Respondents avers that the petitioners failed to allege in their complaint a specific legal
right violated by the respondent Secretary for which any relief is provided by law. They
see nothing in the complaint but vague and nebulous allegations concerning an
"environmental right" which supposedly entitles the petitioners to the "protection by the
state in its capacity as parens patriae." Such allegations, according to them, do not
reveal a valid cause of action.
They then reiterate the theory that the question of whether logging should be permitted
in the country is a political question which should be properly addressed to the
executive or legislative branches of Government. They therefore assert that the
petitioners' resources is not to file an action to court, but to lobby before Congress for
the passage of a bill that would ban logging totally.
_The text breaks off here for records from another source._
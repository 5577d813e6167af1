//! Shapes exchanged with clients as JSON.

pub mod application;
pub mod employee;
pub mod job_title;
pub mod material;
pub mod object;
pub mod role;
pub mod session;
pub mod user;
pub mod work_time;

pub use self::{
    application::Application, employee::Employee, job_title::JobTitle,
    material::Material, object::Object, role::Role, user::User,
    work_time::WorkTime,
};
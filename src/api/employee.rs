use serde::{Deserialize, Serialize};

pub use crate::db::employee::Id;

/// Employee with its references resolved to their natural keys.
#[derive(Clone, Debug, Deserialize, Eq, PartialEq, Serialize)]
#[serde(rename_all = "camelCase")]
pub struct Employee {
    pub id: Id,
    pub full_name: String,
    pub personnel_number: String,
    pub phone_number: String,
    pub email: String,
    pub bank_details: String,
    pub passport: String,
    /// Job title name.
    pub job_title: Option<String>,
    /// Object name.
    pub object: Option<String>,
    /// Login of the linked user.
    pub user: Option<String>,
}
pub mod common;

use axum::http::{Method, StatusCode};
use brigade::api;
use serde_json::json;
use time::macros::time;

async fn with_employee(
    personnel_number: &str,
) -> (axum::Router, common::Client) {
    let app = common::app().await;
    let mut admin = common::Client::admin(&app).await;
    admin
        .add_employee("Иванов Иван Иванович", personnel_number, None)
        .await
        .unwrap();
    (app, admin)
}

#[tokio::test]
async fn opens_and_closes_the_day() {
    let (_app, mut admin) = with_employee("E100").await;

    let (status, body) = admin.start_work("E100").await;
    assert_eq!(status, StatusCode::CREATED);
    let open = serde_json::from_value::<api::WorkTime>(body).unwrap();
    assert_eq!(open.employee.personnel_number, "E100");
    assert_eq!(open.end_time, None);

    let (status, body) = admin.stop_work("E100").await;
    assert_eq!(status, StatusCode::OK);
    let closed = serde_json::from_value::<api::WorkTime>(body).unwrap();
    assert_eq!(closed.id, open.id);
    assert_eq!(closed.start_time, open.start_time);
    assert!(closed.end_time.is_some_and(|end| end >= open.start_time));
}

#[tokio::test]
async fn refuses_to_start_twice() {
    let (_app, mut admin) = with_employee("E100").await;

    admin.start_work("E100").await;
    let (status, body) = admin.start_work("E100").await;

    assert_eq!(status, StatusCode::BAD_REQUEST);
    assert_eq!(body, json!({ "error": "Рабочий день уже начат" }));
}

#[tokio::test]
async fn refuses_to_stop_unopened_or_closed_day() {
    let (_app, mut admin) = with_employee("E100").await;

    let (status, body) = admin.stop_work("E100").await;
    assert_eq!(status, StatusCode::BAD_REQUEST);
    assert_eq!(body, json!({ "error": "Рабочий день ещё не начат" }));

    admin.start_work("E100").await;
    admin.stop_work("E100").await;
    let (status, body) = admin.stop_work("E100").await;
    assert_eq!(status, StatusCode::BAD_REQUEST);
    assert_eq!(body, json!({ "error": "Рабочий день уже завершён" }));
}

#[tokio::test]
async fn reports_unknown_personnel_number() {
    let (_app, mut admin) = with_employee("E100").await;

    let (status, body) = admin.start_work("E404").await;
    assert_eq!(status, StatusCode::BAD_REQUEST);
    assert_eq!(
        body,
        json!({
            "personnelNumber": [
                "Сотрудник с таким табельным номером не найден",
            ],
        }),
    );
}

#[tokio::test]
async fn corrects_times_but_not_the_date() {
    let (_app, mut admin) = with_employee("E100").await;
    let (_, body) = admin.start_work("E100").await;
    let open = serde_json::from_value::<api::WorkTime>(body).unwrap();

    let (status, body) = admin
        .send(
            Method::PUT,
            "/api/wtt/updateWTT/",
            Some(json!({ "id": open.id, "date": "2000-01-01" })),
        )
        .await;
    assert_eq!(status, StatusCode::BAD_REQUEST);
    assert_eq!(body, json!({ "date": ["Изменение даты не разрешено"] }));

    let (status, body) = admin
        .send(
            Method::PUT,
            "/api/wtt/updateWTT/",
            Some(json!({
                "id": open.id,
                "startTime": "18:00:00",
                "endTime": "09:00:00",
            })),
        )
        .await;
    assert_eq!(status, StatusCode::BAD_REQUEST);
    assert_eq!(
        body,
        json!({ "endTime": ["startTime не может быть позже endTime"] }),
    );

    let fixed = admin
        .call::<api::WorkTime>(
            Method::PUT,
            "/api/wtt/updateWTT/",
            Some(json!({
                "personnelNumber": "E100",
                "date": open.date.to_string(),
                "startTime": "08:00:00",
                "endTime": "17:00:00",
            })),
        )
        .await
        .unwrap();
    assert_eq!(fixed.id, open.id);
    assert_eq!(fixed.start_time, time!(8:00));
    assert_eq!(fixed.end_time, Some(time!(17:00)));
}

#[tokio::test]
async fn accepts_times_without_seconds() {
    let (_app, mut admin) = with_employee("E100").await;
    let (_, body) = admin.start_work("E100").await;
    let open = serde_json::from_value::<api::WorkTime>(body).unwrap();

    let (status, body) = admin
        .send(
            Method::PUT,
            "/api/wtt/updateWTT/",
            Some(json!({
                "id": open.id,
                "startTime": "08:00",
                "endTime": "17:30",
            })),
        )
        .await;
    assert_eq!(status, StatusCode::OK);
    assert_eq!(body["startTime"], "08:00:00");
    assert_eq!(body["endTime"], "17:30:00");
}

#[tokio::test]
async fn corrections_are_for_admins_only() {
    let (app, mut admin) = with_employee("E100").await;
    let (_, body) = admin.start_work("E100").await;
    let open = serde_json::from_value::<api::WorkTime>(body).unwrap();

    let mut foreman = common::member(&app, "foreman1", "foreman").await;
    let (status, _) = foreman
        .send(
            Method::PUT,
            "/api/wtt/updateWTT/",
            Some(json!({ "id": open.id, "startTime": "08:00:00" })),
        )
        .await;
    assert_eq!(status, StatusCode::FORBIDDEN);

    let (status, _) = foreman.stop_work("E100").await;
    assert_eq!(status, StatusCode::OK);
}

#[tokio::test]
async fn deletes_record_by_personnel_number_and_date() {
    let (_app, mut admin) = with_employee("E100").await;
    let (_, body) = admin.start_work("E100").await;
    let open = serde_json::from_value::<api::WorkTime>(body).unwrap();
    let date = open.date.to_string();

    let delete = json!({ "personnelNumber": "E100", "date": date });
    let (status, _) = admin
        .send(Method::DELETE, "/api/wtt/deleteWTT/", Some(delete.clone()))
        .await;
    assert_eq!(status, StatusCode::NO_CONTENT);

    let (status, _) = admin
        .send(Method::DELETE, "/api/wtt/deleteWTT/", Some(delete))
        .await;
    assert_eq!(status, StatusCode::NOT_FOUND);

    let (status, _) = admin.start_work("E100").await;
    assert_eq!(status, StatusCode::CREATED);
}

#[tokio::test]
async fn lists_records_by_employee() {
    let (_app, mut admin) = with_employee("E100").await;
    admin
        .add_employee("Сидорова Анна Павловна", "E200", None)
        .await
        .unwrap();
    admin.start_work("E100").await;
    admin.start_work("E200").await;

    let all = admin.list_work_time("").await.unwrap();
    assert_eq!(all.len(), 2);

    let by_number = admin
        .list_work_time("?personnelNumber=E200")
        .await
        .unwrap();
    assert_eq!(by_number.len(), 1);
    assert_eq!(by_number[0].employee.full_name, "Сидорова Анна Павловна");

    let by_name = admin
        .list_work_time("?fullName=%D0%B8%D0%B2%D0%B0%D0%BD%D0%BE%D0%B2")
        .await
        .unwrap();
    assert_eq!(by_name.len(), 1);
    assert_eq!(by_name[0].employee.personnel_number, "E100");
}

#[tokio::test]
async fn shows_own_recent_records() {
    let (app, mut admin) = with_employee("E100").await;
    admin
        .add_user("ivanov", "password123", Some("basic"))
        .await
        .unwrap();
    admin
        .add_employee("Петров Пётр Петрович", "E300", Some("ivanov"))
        .await
        .unwrap();
    let mut worker =
        common::Client::new(&app).login("ivanov", "password123").await;

    let (status, _) = worker.start_work("E300").await;
    assert_eq!(status, StatusCode::CREATED);

    let mine = worker
        .get::<Vec<api::WorkTime>>("/api/wtt/my/")
        .await
        .unwrap();
    assert_eq!(mine.len(), 1);
    assert_eq!(mine[0].employee.user.as_deref(), Some("ivanov"));

    let (status, body) = admin.send(Method::GET, "/api/wtt/my/", None).await;
    assert_eq!(status, StatusCode::BAD_REQUEST);
    assert_eq!(body, json!({ "error": "User is not linked to any employee" }));
}
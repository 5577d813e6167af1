//! Idempotent bootstrap of the reference rows the system relies upon.

use argon2::password_hash;
use derive_more::{Display, From};
use tracing::info;

use crate::{
    config,
    guard::{self, rights},
};

use super::{
    application::{self, Label, DEFAULT_STATUS, DEFAULT_TYPE},
    right, role,
    user::{self, PasswordHash},
    Error as DbError, Right, Role, Store, User,
};

/// Built-in roles with the rights they receive when first created.
///
/// The administrator role is topped up with every known right on each run.
pub const ROLES: &[(&str, &str, &[&str])] = &[
    (guard::ADMIN, "Администратор", rights::ALL),
    (
        "hr",
        "Отдел кадров",
        &[
            rights::VIEW_EMPLOYEES,
            rights::ADD_EMPLOYEE,
            rights::EDIT_EMPLOYEE,
            rights::DELETE_EMPLOYEE,
            rights::VIEW_JOB_TITLES,
            rights::VIEW_OBJECTS,
            rights::VIEW_USERS,
            rights::TRACK_TIME,
            rights::VIEW_WTT,
        ],
    ),
    (guard::MARKETER, "Маркетолог", &[]),
    (
        "foreman",
        "Прораб",
        &[
            rights::VIEW_OBJECTS,
            rights::ADD_OBJECT,
            rights::EDIT_OBJECT,
            rights::DELETE_OBJECT,
            rights::VIEW_MATERIALS,
            rights::VIEW_EMPLOYEES,
            rights::TRACK_TIME,
            rights::VIEW_WTT,
        ],
    ),
    (
        "storekeeper",
        "Кладовщик",
        &[
            rights::VIEW_MATERIALS,
            rights::ADD_MATERIAL,
            rights::EDIT_MATERIAL,
            rights::DELETE_MATERIAL,
            rights::VIEW_OBJECTS,
        ],
    ),
    ("basic", "Базовый пользователь", &[rights::TRACK_TIME]),
];

#[derive(Debug, Display, From)]
pub enum Error {
    #[display("database error: {_0}")]
    #[from]
    Db(DbError),

    #[display("cannot hash bootstrap password: {_0}")]
    #[from]
    Crypto(password_hash::Error),
}

impl std::error::Error for Error {}

pub async fn run(
    store: &dyn Store,
    bootstrap: Option<&config::Bootstrap>,
) -> Result<(), Error> {
    for action in rights::ALL {
        store
            .write_right(&Right {
                id: right::Id::new(),
                action: (*action).to_owned(),
            })
            .await?;
    }

    for (name, description, grants) in ROLES {
        let (role, created) = match store.get_role_by_name(name).await? {
            Some(role) => (role, false),
            None => {
                let role = Role {
                    id: role::Id::new(),
                    name: (*name).to_owned(),
                    description: Some((*description).to_owned()),
                };
                store.write_role(&role).await?;
                info!(role = name, "role created");
                (role, true)
            }
        };
        if created || *name == guard::ADMIN {
            grant(store, &role, grants).await?;
        }
    }

    if store.get_application_type_by_name(DEFAULT_TYPE).await?.is_none() {
        store
            .write_application_type(&Label {
                id: application::TypeId::new(),
                name: DEFAULT_TYPE.to_owned(),
                description: None,
            })
            .await?;
    }
    if store
        .get_application_status_by_name(DEFAULT_STATUS)
        .await?
        .is_none()
    {
        store
            .write_application_status(&Label {
                id: application::StatusId::new(),
                name: DEFAULT_STATUS.to_owned(),
                description: None,
            })
            .await?;
    }

    if let Some(bootstrap) = bootstrap {
        if store
            .get_user_by_login(&bootstrap.admin_login)
            .await?
            .is_none()
        {
            let admin = store.get_role_by_name(guard::ADMIN).await?;
            let password_hash = PasswordHash::new(&bootstrap.admin_password)?;
            store
                .write_user(&User {
                    id: user::Id::new(),
                    login: bootstrap.admin_login.clone(),
                    password_hash,
                    role: admin.map(|r| r.id),
                })
                .await?;
            info!(login = %bootstrap.admin_login, "administrator created");
        }
    }

    Ok(())
}

async fn grant(
    store: &dyn Store,
    role: &Role,
    actions: &[&str],
) -> Result<(), DbError> {
    for action in actions {
        if let Some(right) = store.get_right_by_action(action).await? {
            store.grant_right(role.id, right.id).await?;
        }
    }
    Ok(())
}

#[cfg(test)]
mod tests {
    use crate::db::{Memory, RightStore as _, RoleStore as _};

    use super::*;

    #[tokio::test]
    async fn seeds_roles_rights_and_sentinels_once() {
        let store = Memory::new();
        run(&store, None).await.unwrap();
        run(&store, None).await.unwrap();

        assert_eq!(store.list_roles().await.unwrap().len(), ROLES.len());
        assert_eq!(store.list_rights().await.unwrap().len(), rights::ALL.len());

        let admin = store.get_role_by_name("admin").await.unwrap().unwrap();
        let granted = store.list_role_rights(admin.id).await.unwrap();
        assert_eq!(granted.len(), rights::ALL.len());

        let basic = store.get_role_by_name("basic").await.unwrap().unwrap();
        assert!(store
            .role_has_right(basic.id, rights::TRACK_TIME)
            .await
            .unwrap());
        assert!(!store
            .role_has_right(basic.id, rights::ADD_OBJECT)
            .await
            .unwrap());
    }
}
use serde::{Deserialize, Serialize};
use time::OffsetDateTime;

pub use crate::db::application::{Id, StatusId, TypeId};

#[derive(Clone, Debug, Deserialize, Eq, PartialEq, Serialize)]
pub struct Label<I> {
    pub id: I,
    pub name: String,
    pub description: Option<String>,
}

pub type Type = Label<TypeId>;

pub type Status = Label<StatusId>;

#[derive(Clone, Debug, Deserialize, Eq, PartialEq, Serialize)]
#[serde(rename_all = "camelCase")]
pub struct Application {
    pub id: Id,
    pub full_name: String,
    pub phone_number: String,
    pub description: String,
    #[serde(rename = "type")]
    pub kind: Option<String>,
    pub status: Option<String>,
    #[serde(with = "time::serde::rfc3339")]
    pub date: OffsetDateTime,
}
As to the matter of the cancellation of the TLAs, respondents submit that the same
cannot be done by the State without due process of law. Once issued, a TLA remains
effective for a certain period of time usually for twenty-five (25) years. During its
effectivity, the same can neither be revised nor cancelled unless the holder has been
found, after due notice and hearing, to have violated the terms of the agreement or
other forestry laws and regulations. Petitioners' proposition to have all the TLAs
indiscriminately cancelled without the requisite hearing would be violative of the
requirements of due process.

It is prayed for that judgment be rendered ordering defendant, his agents,
representatives and other persons acting in his behalf to:
(1) Cancel all existing timber license agreements (TLAs) in the country;
(2) Cease and desist from receiving, accepting, processing, renewing or approving new
TLAs, and
(3) Granting the plaintiffs such other reliefs just and equitable under the premises.



Issue:

Whether or not the petitioners have a cause of action to prevent the misappropriation or
impairment of Philippine rainforests and arrest the unabated hemorrhage of the
country's vital life support systems and continued rape of Mother Earth.


Ruling:

The instant Petition is granted, and the challenged Order of respondent Judge is set
aside. The petitioners may therefore amend their complaint to implead as defendants
the holders or grantees of the questioned timber license agreements.


LOCUS STANDI:
The said civil case is indeed a class suit. The subject matter of the complaint is of
common and general interest not just to several, but to all citizens of the Philippines.

Consequently, since the parties are so numerous, it, becomes impracticable, if not
totally impossible, to bring all of them before the court. The SC likewise declares that
the plaintiffs therein are numerous and representative enough to ensure the full
protection of all concerned interests. Hence, all the requisites for the filing of a valid
class suit under Section 12, Rule 3 of the Revised Rules of Court are present both in
the said civil case and in the instant petition, the latter being but an incident to the
former.

This case, however, has a special and novel element. Petitioners minors assert that
they represent their generation as well as generations yet unborn. The SC finds no
difficulty in ruling that they can, for themselves, for others of their generation and for the
succeeding generations, file a class suit. Their personality to sue in behalf of the
succeeding generations can only be based on the concept of intergenerational
responsibility insofar as the right to a balanced and healthful ecology is concerned.
Such a right considers the "rhythm and harmony of nature."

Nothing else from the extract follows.